Any advice would be gratefully received 👍🏻

Many thanks 🎣🐟🐟🐟

Replies

  • MCDOOGLESMCDOOGLES Grand Rapids, MI / Saint John's, FLPosts: 13 Greenhorn
    It will be worth bring your fishing equipment for sure. The standard double dropper rig with some shrimp on it should catch you some fish.  There will be whiting and some pompano around then.  I usually bring an assortment of 2 oz to 6 oz leads.  I actually use the same Sonik Vader X carp rods to surf fish as I do carp fishing up north in Michigan. I suggest watching Bama Beach Bums youtube channel if you wanna learn about surf fishing over here. He does most of his fishing in Alabama on the Gulf side but the tactics are the same, and so are the fish pretty much.
  • MCDOOGLESMCDOOGLES Grand Rapids, MI / Saint John's, FLPosts: 13 Greenhorn
    edited March 20 #3
    The rods are 3.25 lb test curve rods, 12 ft. You will need a non resident saltwater license. Feel free to message me if you have more questions. 
  • JustKeepSwimmingJustKeepSwimming Posts: 256 Deckhand
    I'll second what Mcdoogles just said. Standard surf fishing rigs work well. 
    I moved over to the US from the UK and use my 12ft carp rods for surf fishing. Sounds like you already have some shore fishing rods so just bring them over. Might as well bring a spinning rod and lures, metal casting spoons work well. 

    You can find out information and licence etc from here https://myfwc.com/license/recreational/saltwater-fishing/



  • conchydongconchydong Pompano BeachPosts: 4,806 Captain
    Check out the threads by Larrypompanoman in this forum. He is a guru regarding NE Florida surf fishing. He also has some good stuff on UTube.
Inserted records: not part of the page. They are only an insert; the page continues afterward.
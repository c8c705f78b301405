use std::fmt;
use std::sync::Arc;

use log::{info, warn};
use parking_lot::Mutex;
use rustc_hash::FxHashSet;
use serde::{Deserialize, Serialize};

use crate::error::AppError;

pub const DEFAULT_PINS: [u32; 17] = [
    4, 5, 6, 12, 13, 16, 17, 18, 19, 20, 21, 22, 23, 24, 25, 26, 27,
];

/// A GPIO number that has been checked against the [`AllowList`].
#[derive(Debug, Clone, Copy, PartialEq, Eq, Hash, PartialOrd, Ord)]
pub struct PinId(u32);

impl PinId {
    pub fn get(self) -> u32 {
        self.0
    }
}

impl fmt::Display for PinId {
    fn fmt(&self, f: &mut fmt::Formatter<'_>) -> fmt::Result {
        write!(f, "{}", self.0)
    }
}

/// Sorted, de-duplicated set of GPIO numbers clients may address.
#[derive(Debug, Clone, PartialEq, Eq, Serialize, Deserialize)]
#[serde(from = "Vec<u32>", into = "Vec<u32>")]
pub struct AllowList(Vec<u32>);

impl AllowList {
    pub fn new(pins: impl IntoIterator<Item = u32>) -> Self {
        let mut pins: Vec<u32> = pins.into_iter().collect();
        pins.sort_unstable();
        pins.dedup();
        Self(pins)
    }

    pub fn is_empty(&self) -> bool {
        self.0.is_empty()
    }

    pub fn contains(&self, pin: u32) -> bool {
        self.0.binary_search(&pin).is_ok()
    }

    pub fn pins(&self) -> impl Iterator<Item = PinId> + '_ {
        self.0.iter().copied().map(PinId)
    }

    pub fn validate_id(&self, pin: u32) -> Result<PinId, AppError> {
        if self.contains(pin) {
            Ok(PinId(pin))
        } else {
            Err(AppError::InvalidPin {
                pin: pin.to_string(),
                allowed: self.clone(),
            })
        }
    }

    /// Only the canonical decimal spelling is accepted: no sign, padding or
    /// leading zeros.
    pub fn validate(&self, raw: &str) -> Result<PinId, AppError> {
        match raw.parse::<u32>() {
            Ok(pin) if pin.to_string() == raw => self.validate_id(pin),
            _ => Err(AppError::InvalidPin {
                pin: raw.to_string(),
                allowed: self.clone(),
            }),
        }
    }
}

impl Default for AllowList {
    fn default() -> Self {
        Self::new(DEFAULT_PINS)
    }
}

impl From<Vec<u32>> for AllowList {
    fn from(pins: Vec<u32>) -> Self {
        Self::new(pins)
    }
}

impl From<AllowList> for Vec<u32> {
    fn from(list: AllowList) -> Self {
        list.0
    }
}

impl fmt::Display for AllowList {
    fn fmt(&self, f: &mut fmt::Formatter<'_>) -> fmt::Result {
        f.write_str("[")?;
        for (i, pin) in self.0.iter().enumerate() {
            if i > 0 {
                f.write_str(" ")?;
            }
            write!(f, "{pin}")?;
        }
        f.write_str("]")
    }
}

#[derive(Debug, Clone, Copy, PartialEq, Eq)]
pub enum Level {
    Low,
    High,
}

impl Level {
    /// Text written to the value file.
    pub fn as_str(self) -> &'static str {
        match self {
            Level::Low => "0",
            Level::High => "1",
        }
    }

    pub fn parse(text: &str) -> Option<Self> {
        match text.trim() {
            "0" => Some(Level::Low),
            "1" => Some(Level::High),
            _ => None,
        }
    }

    pub fn inverted(self) -> Self {
        match self {
            Level::Low => Level::High,
            Level::High => Level::Low,
        }
    }
}

impl fmt::Display for Level {
    fn fmt(&self, f: &mut fmt::Formatter<'_>) -> fmt::Result {
        f.write_str(match self {
            Level::Low => "low",
            Level::High => "high",
        })
    }
}

/// OS resource behind a [`PinController`].
///
/// Implementations hold no cached pin level: `read` always asks the device.
pub trait PinBackend: Send + Sync {
    /// Exports the pin as an output if needed. Returns `true` when an export
    /// actually happened.
    fn ensure(&self, pin: PinId) -> Result<bool, AppError>;
    fn write(&self, pin: PinId, level: Level) -> Result<(), AppError>;
    fn read(&self, pin: PinId) -> Result<Level, AppError>;
    /// Unexports the pin. Returns `false` when it was not exported.
    fn release(&self, pin: PinId) -> Result<bool, AppError>;
}

pub struct PinController {
    backend: Arc<dyn PinBackend>,
    ensured: Mutex<FxHashSet<PinId>>,
}

impl PinController {
    pub fn new(backend: Arc<dyn PinBackend>) -> Self {
        Self {
            backend,
            ensured: Mutex::new(FxHashSet::default()),
        }
    }

    pub fn ensure(&self, pin: PinId) -> Result<(), AppError> {
        // recorded before the attempt, a half-finished export still needs releasing
        self.ensured.lock().insert(pin);

        if self.backend.ensure(pin)? {
            info!("Output {pin} ready for work");
        }
        Ok(())
    }

    pub fn write(&self, pin: PinId, level: Level) -> Result<(), AppError> {
        self.backend.write(pin, level)
    }

    pub fn read(&self, pin: PinId) -> Result<Level, AppError> {
        self.backend.read(pin)
    }

    pub fn release(&self, pin: PinId) {
        self.ensured.lock().remove(&pin);

        match self.backend.release(pin) {
            Ok(true) => info!("Released pin {pin}"),
            Ok(false) => {}
            Err(e) => warn!("Can't release pin {pin}: {e}"),
        }
    }

    /// Drains the set of pins ensured so far, in ascending order.
    pub fn take_ensured(&self) -> Vec<PinId> {
        let mut pins: Vec<PinId> = self.ensured.lock().drain().collect();
        pins.sort_unstable();
        pins
    }
}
Hope you have a nice holiday.

    “Everyone behaves badly--given the chance.”
    ― Ernest Hemingway

  • tankardtankard Posts: 6,952 Admiral

    Having been quite successful a few times in that exact area, (and being a native Floridian ;) I can tell you there is absolutely no need for those long rods. Standard inshore tackle works just fine, 7' is all you need really.
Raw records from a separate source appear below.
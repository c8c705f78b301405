use log::warn;
use std::sync::Arc;

use actix_web::{
    HttpRequest, HttpResponse, Responder, guard, http::Method, http::header::ContentType, web,
};

use crate::command::{ActionKind, Command, TriggerQuery};
use crate::config::AppConfig;
use crate::error::AppError;
use crate::executor::ActionExecutor;

#[derive(Clone)]
pub struct AppState {
    pub config: Arc<AppConfig>,
    pub executor: Arc<ActionExecutor>,
}

pub fn api_scope(base_path: &str) -> actix_web::Scope {
    web::scope(base_path)
        .service(
            web::resource("/status")
                .route(web::get().to(status))
                .route(
                    web::route()
                        .guard(guard_not_methods(&[Method::GET]))
                        .to(method_not_allowed),
                ),
        )
        .service(
            web::resource(["/trigger", "/control"])
                .route(web::get().to(trigger))
                .route(
                    web::route()
                        .guard(guard_not_methods(&[Method::GET]))
                        .to(method_not_allowed),
                ),
        )
        .service(
            web::resource("/toggle")
                .route(web::get().to(toggle))
                .route(
                    web::route()
                        .guard(guard_not_methods(&[Method::GET]))
                        .to(method_not_allowed),
                ),
        )
}

async fn status() -> impl Responder {
    HttpResponse::Ok()
        .content_type(ContentType::plaintext())
        .body("ok")
}

async fn trigger(req: HttpRequest, state: web::Data<AppState>) -> Result<HttpResponse, AppError> {
    run_command(&req, &state, ActionKind::Timer).await
}

async fn toggle(req: HttpRequest, state: web::Data<AppState>) -> Result<HttpResponse, AppError> {
    run_command(&req, &state, ActionKind::Toggle).await
}

async fn run_command(
    req: &HttpRequest,
    state: &AppState,
    default_action: ActionKind,
) -> Result<HttpResponse, AppError> {
    let query = web::Query::<TriggerQuery>::from_query(req.query_string())
        .map_err(|e| AppError::InvalidQuery(e.to_string()))?
        .into_inner();

    authenticate(&state.config, &query)?;

    let command = Command::from_query(&query, &state.config, default_action)
        .inspect_err(|e| warn!("Rejected command: {e}"))?;
    let outcome = state.executor.execute(command).await?;

    Ok(HttpResponse::Ok()
        .content_type(ContentType::plaintext())
        .body(outcome))
}

fn authenticate(config: &AppConfig, query: &TriggerQuery) -> Result<(), AppError> {
    match config.password.as_deref() {
        None => Ok(()),
        Some(expected) if query.pass.as_deref() == Some(expected) => Ok(()),
        Some(_) => {
            warn!("Rejected command with a wrong password");
            Err(AppError::Unauthorized)
        }
    }
}

async fn method_not_allowed() -> HttpResponse {
    HttpResponse::MethodNotAllowed().finish()
}

fn guard_not_methods(methods: &[Method]) -> impl guard::Guard {
    let allowed: Vec<Method> = methods.to_vec();
    guard::fn_guard(move |ctx| !allowed.iter().any(|m| m == ctx.head().method))
}
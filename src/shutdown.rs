use std::io;
use std::sync::Arc;

use log::{error, info};
use tokio::signal::unix::{Signal, SignalKind, signal};
use tokio::sync::watch;

use crate::executor::ActionExecutor;

/// Process-wide cancellation signal. Triggered once; every clone observes it.
#[derive(Clone)]
pub struct Shutdown {
    tx: Arc<watch::Sender<bool>>,
}

impl Shutdown {
    pub fn new() -> Self {
        let (tx, _) = watch::channel(false);
        Self { tx: Arc::new(tx) }
    }

    /// Returns `true` only for the call that actually started the shutdown.
    pub fn trigger(&self) -> bool {
        self.tx.send_if_modified(|started| !std::mem::replace(started, true))
    }

    pub fn is_triggered(&self) -> bool {
        *self.tx.borrow()
    }

    /// Resolves once [`trigger`](Self::trigger) has been called.
    pub async fn wait(&self) {
        let mut rx = self.tx.subscribe();
        // the sender lives in `self`, so the channel can't close under us
        let _ = rx.wait_for(|started| *started).await;
    }
}

impl Default for Shutdown {
    fn default() -> Self {
        Self::new()
    }
}

/// SIGINT and SIGTERM handlers. Construction fails if either can't be
/// installed, so build it before serving.
pub struct SignalListener {
    interrupt: Signal,
    terminate: Signal,
}

impl SignalListener {
    pub fn new() -> io::Result<Self> {
        Ok(Self {
            interrupt: signal(SignalKind::interrupt())?,
            terminate: signal(SignalKind::terminate())?,
        })
    }

    /// Waits for the next SIGINT or SIGTERM and returns its name.
    pub async fn recv(&mut self) -> &'static str {
        tokio::select! {
            _ = self.interrupt.recv() => "SIGINT",
            _ = self.terminate.recv() => "SIGTERM",
        }
    }
}

/// Drives `server` to completion, then releases every ensured pin whether the
/// server stopped cleanly or not. The server's own result is returned.
pub async fn serve_then_release<F>(server: F, executor: &ActionExecutor) -> io::Result<()>
where
    F: Future<Output = io::Result<()>>,
{
    let result = server.await;
    if let Err(e) = &result {
        error!("Server stopped with an error: {e}");
    }

    let released = executor.release_all().await;
    info!("Released {released} pin(s)");
    result
}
    Unless you want to catch sharks, and I don't, if you're casting past the first trough you've gone too far. All the good fish are right there at your feet. That's where the wave action is that stirs the bottom so they find the food.

    And for the love of All That Is Not Tourist, stay far away from those ridiculous beaded wire leaders. As in all fishing, the less terminal tackle the more bites you get. I generally have either 12lb mono or 20lb braid with a 1 or 2oz EGG sinker, stops at a swivel, and 18" to 2' of 25lb mono or so. Small shortshank hook. Sand flea or peeled shrimp have worked best for me.

    Bring a sandspike only for keeping your rod out of the sand. If you are actively fishing, hold it! You can feel the subtle difference between a bite and wave action, but you can't see it.


  • tankardtankard Posts: 6,952 Admiral

    Oh, and I've caught reds, smaller black drum (perfect eating size), whiting, pompano, trout, etc.

    A few cats and other trash fish of course, hard to avoid entirely using bait. As said above casting spoons and bucktail jigs are effective too.